::: SOURCE DATA :::
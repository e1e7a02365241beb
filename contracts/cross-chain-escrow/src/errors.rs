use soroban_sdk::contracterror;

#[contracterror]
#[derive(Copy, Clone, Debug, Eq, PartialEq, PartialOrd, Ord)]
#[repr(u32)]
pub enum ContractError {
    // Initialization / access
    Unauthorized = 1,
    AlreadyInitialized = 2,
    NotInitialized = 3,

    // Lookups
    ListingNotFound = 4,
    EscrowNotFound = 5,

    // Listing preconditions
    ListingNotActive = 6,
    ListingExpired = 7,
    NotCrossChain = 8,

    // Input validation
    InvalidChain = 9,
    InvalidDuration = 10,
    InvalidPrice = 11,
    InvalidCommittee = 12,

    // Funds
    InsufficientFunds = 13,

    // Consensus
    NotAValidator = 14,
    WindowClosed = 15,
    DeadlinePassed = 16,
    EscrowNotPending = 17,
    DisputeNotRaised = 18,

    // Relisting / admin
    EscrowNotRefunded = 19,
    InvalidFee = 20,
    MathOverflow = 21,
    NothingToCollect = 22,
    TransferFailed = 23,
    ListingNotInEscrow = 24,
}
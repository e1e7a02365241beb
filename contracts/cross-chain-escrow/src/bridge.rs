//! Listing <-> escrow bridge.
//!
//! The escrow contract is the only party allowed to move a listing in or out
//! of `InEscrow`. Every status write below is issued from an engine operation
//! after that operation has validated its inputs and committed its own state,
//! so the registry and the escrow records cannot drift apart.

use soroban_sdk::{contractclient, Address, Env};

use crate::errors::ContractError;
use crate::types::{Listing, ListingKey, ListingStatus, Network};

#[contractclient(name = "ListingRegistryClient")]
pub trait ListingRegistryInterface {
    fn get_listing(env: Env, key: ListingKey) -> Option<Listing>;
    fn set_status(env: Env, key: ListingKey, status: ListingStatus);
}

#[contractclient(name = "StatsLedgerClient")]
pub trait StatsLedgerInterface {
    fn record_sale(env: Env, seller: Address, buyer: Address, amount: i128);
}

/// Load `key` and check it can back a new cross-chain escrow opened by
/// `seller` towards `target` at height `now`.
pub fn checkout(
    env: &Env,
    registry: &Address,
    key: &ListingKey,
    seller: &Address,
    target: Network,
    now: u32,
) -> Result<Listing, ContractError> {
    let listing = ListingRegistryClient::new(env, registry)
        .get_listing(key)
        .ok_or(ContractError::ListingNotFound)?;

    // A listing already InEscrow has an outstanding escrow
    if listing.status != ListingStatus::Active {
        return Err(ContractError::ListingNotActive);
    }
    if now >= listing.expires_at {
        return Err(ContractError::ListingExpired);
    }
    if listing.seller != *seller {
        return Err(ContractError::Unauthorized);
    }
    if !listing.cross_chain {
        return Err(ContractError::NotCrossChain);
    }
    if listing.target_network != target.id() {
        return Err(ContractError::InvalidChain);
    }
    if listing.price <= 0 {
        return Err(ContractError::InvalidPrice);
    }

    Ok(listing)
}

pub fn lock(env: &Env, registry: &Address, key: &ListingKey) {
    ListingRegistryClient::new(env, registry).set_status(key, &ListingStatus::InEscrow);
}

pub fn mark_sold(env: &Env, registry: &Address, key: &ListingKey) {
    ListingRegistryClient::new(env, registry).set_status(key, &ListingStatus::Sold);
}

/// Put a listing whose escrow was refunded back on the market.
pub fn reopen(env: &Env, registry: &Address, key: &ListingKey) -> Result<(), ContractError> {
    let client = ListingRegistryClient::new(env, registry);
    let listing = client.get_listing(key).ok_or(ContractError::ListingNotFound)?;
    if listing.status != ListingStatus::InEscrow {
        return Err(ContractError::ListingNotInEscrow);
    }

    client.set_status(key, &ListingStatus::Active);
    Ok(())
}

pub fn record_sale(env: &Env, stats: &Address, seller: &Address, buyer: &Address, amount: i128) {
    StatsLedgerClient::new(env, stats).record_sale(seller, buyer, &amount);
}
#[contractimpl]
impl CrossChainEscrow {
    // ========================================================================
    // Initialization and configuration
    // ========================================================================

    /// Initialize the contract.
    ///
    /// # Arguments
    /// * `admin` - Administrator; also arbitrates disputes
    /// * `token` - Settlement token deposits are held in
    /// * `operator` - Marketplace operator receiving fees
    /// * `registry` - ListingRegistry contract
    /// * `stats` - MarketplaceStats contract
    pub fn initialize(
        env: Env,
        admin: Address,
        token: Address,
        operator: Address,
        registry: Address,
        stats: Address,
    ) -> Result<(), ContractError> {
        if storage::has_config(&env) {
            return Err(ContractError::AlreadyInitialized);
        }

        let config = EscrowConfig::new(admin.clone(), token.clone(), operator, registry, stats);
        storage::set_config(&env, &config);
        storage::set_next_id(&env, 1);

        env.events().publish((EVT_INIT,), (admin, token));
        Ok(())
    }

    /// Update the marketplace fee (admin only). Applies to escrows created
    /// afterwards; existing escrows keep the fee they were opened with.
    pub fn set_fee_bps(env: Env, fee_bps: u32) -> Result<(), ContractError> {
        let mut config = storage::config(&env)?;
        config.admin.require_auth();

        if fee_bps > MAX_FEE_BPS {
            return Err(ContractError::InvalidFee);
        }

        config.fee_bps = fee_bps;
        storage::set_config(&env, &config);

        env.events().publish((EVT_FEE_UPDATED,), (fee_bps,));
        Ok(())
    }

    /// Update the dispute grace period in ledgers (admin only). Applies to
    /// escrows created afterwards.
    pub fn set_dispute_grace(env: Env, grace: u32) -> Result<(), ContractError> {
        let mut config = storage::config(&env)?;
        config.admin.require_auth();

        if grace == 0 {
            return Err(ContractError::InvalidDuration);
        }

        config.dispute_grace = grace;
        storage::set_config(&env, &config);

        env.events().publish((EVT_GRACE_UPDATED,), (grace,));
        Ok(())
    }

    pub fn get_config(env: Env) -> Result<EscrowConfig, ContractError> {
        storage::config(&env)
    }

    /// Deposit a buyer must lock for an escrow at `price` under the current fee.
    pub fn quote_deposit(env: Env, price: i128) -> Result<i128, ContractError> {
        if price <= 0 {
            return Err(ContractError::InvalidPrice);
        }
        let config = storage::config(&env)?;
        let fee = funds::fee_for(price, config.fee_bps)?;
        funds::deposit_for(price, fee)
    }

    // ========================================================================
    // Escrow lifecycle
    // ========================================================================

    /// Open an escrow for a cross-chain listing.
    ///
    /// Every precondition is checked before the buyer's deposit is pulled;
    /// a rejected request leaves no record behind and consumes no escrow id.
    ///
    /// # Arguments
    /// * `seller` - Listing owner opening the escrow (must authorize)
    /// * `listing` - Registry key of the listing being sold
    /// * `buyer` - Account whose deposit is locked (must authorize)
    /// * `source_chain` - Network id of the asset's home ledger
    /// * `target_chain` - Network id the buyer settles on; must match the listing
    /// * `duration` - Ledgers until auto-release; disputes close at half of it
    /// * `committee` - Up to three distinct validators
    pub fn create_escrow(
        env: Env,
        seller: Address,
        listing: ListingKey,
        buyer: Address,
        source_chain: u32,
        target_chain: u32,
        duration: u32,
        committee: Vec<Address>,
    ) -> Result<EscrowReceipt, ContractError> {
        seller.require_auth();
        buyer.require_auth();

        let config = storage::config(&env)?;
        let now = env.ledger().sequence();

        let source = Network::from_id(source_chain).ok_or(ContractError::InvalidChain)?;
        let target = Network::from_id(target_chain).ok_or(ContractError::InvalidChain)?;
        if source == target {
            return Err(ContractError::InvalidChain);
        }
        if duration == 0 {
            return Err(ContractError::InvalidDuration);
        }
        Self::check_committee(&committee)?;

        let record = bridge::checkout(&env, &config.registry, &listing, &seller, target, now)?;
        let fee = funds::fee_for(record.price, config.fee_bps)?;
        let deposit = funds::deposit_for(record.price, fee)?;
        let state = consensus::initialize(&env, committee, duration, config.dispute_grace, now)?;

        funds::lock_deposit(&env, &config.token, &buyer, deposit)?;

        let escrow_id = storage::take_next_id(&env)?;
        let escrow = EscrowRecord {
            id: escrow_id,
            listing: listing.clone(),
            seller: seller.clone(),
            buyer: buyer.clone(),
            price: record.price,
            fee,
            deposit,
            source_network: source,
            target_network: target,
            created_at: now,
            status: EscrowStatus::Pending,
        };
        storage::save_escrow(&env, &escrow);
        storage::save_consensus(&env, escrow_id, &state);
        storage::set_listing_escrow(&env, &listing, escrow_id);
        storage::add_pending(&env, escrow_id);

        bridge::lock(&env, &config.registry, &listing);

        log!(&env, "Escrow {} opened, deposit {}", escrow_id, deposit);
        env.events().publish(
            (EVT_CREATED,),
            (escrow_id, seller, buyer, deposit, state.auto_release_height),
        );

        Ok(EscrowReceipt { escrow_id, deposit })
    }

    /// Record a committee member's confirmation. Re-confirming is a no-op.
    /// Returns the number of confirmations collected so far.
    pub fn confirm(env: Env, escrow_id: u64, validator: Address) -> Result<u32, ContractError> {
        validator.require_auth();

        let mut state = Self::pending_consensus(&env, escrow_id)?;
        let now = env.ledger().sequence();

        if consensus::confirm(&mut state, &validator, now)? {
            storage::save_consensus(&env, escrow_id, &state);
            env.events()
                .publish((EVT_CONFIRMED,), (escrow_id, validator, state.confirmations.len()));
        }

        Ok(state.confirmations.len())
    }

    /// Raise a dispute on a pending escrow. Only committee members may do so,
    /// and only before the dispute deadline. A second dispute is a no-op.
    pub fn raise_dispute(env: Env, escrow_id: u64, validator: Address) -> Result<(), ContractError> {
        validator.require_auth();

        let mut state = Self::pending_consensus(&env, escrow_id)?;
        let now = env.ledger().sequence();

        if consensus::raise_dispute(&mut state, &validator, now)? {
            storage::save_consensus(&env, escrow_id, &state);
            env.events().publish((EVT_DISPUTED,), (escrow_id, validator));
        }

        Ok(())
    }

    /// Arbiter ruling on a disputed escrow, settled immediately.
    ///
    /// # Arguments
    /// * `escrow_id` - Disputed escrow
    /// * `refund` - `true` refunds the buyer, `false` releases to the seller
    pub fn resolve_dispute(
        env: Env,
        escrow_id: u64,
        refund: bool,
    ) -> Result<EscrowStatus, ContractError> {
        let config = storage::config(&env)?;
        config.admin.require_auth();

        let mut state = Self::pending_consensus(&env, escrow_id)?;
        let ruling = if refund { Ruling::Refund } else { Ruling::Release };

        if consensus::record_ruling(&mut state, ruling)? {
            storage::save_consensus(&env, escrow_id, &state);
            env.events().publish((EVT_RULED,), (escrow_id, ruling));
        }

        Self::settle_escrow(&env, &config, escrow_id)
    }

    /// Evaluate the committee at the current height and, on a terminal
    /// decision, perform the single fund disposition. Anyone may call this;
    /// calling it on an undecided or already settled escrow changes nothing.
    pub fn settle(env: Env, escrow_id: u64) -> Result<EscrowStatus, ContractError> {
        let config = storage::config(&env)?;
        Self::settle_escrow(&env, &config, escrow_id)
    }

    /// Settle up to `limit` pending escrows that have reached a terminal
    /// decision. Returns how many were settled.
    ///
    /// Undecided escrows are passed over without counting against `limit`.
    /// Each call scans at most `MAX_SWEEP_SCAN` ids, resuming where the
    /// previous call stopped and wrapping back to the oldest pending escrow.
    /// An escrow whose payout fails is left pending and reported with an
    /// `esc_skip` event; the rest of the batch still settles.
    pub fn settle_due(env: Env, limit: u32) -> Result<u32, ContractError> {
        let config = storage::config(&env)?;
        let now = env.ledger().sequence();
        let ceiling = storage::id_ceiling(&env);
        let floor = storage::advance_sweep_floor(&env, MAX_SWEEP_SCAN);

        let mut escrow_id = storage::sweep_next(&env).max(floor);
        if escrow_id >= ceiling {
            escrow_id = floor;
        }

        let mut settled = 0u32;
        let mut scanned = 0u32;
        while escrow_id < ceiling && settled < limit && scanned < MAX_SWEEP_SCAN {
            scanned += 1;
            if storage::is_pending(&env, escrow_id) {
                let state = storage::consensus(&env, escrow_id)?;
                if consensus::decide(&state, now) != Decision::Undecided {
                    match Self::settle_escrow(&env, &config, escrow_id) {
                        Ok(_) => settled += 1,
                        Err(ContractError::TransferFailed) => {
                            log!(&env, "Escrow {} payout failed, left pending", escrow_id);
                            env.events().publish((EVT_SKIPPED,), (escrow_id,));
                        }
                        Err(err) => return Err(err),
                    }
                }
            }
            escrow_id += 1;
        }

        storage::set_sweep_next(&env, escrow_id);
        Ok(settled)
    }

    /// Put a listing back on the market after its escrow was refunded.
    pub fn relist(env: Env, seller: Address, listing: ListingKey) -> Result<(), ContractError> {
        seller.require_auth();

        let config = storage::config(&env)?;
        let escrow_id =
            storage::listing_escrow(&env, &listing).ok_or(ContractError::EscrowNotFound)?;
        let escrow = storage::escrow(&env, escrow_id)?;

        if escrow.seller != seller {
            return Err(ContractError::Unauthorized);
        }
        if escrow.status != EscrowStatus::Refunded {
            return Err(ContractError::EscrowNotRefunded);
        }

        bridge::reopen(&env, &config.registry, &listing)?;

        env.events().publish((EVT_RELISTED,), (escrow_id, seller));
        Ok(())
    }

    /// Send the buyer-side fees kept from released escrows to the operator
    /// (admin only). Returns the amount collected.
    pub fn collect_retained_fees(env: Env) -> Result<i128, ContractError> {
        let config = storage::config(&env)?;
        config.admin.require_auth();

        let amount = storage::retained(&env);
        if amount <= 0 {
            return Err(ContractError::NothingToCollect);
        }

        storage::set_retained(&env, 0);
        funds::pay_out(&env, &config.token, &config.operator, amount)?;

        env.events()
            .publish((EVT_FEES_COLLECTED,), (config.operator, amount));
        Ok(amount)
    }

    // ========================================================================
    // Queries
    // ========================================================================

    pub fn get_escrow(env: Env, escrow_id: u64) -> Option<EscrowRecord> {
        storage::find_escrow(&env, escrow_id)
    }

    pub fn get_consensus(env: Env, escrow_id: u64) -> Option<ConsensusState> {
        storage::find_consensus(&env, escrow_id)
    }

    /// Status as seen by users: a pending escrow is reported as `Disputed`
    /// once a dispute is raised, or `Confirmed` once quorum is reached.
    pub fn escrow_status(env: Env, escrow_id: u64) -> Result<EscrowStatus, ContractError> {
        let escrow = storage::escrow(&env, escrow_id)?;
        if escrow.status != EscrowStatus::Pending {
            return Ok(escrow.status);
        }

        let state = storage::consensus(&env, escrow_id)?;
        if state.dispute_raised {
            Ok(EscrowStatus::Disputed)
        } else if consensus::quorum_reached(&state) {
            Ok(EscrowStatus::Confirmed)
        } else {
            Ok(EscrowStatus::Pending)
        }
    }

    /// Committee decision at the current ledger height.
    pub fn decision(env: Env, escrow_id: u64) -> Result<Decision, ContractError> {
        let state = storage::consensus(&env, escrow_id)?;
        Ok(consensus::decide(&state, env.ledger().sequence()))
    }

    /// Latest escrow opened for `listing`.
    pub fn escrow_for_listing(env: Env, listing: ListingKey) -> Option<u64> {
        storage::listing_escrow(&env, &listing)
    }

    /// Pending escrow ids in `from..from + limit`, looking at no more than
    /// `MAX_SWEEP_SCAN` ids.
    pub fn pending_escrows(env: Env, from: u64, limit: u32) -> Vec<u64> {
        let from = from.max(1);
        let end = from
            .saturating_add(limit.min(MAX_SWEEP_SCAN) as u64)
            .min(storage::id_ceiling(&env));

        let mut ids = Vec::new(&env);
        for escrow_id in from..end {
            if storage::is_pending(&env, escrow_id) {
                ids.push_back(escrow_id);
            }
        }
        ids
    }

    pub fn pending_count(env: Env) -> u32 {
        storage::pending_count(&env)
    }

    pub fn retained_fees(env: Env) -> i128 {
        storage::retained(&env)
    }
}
:::
## [TASK]
Line count for "bridge": say how many lines of the entries above include that word, and give only the number.

## [WRITTEN RESPONSE]
5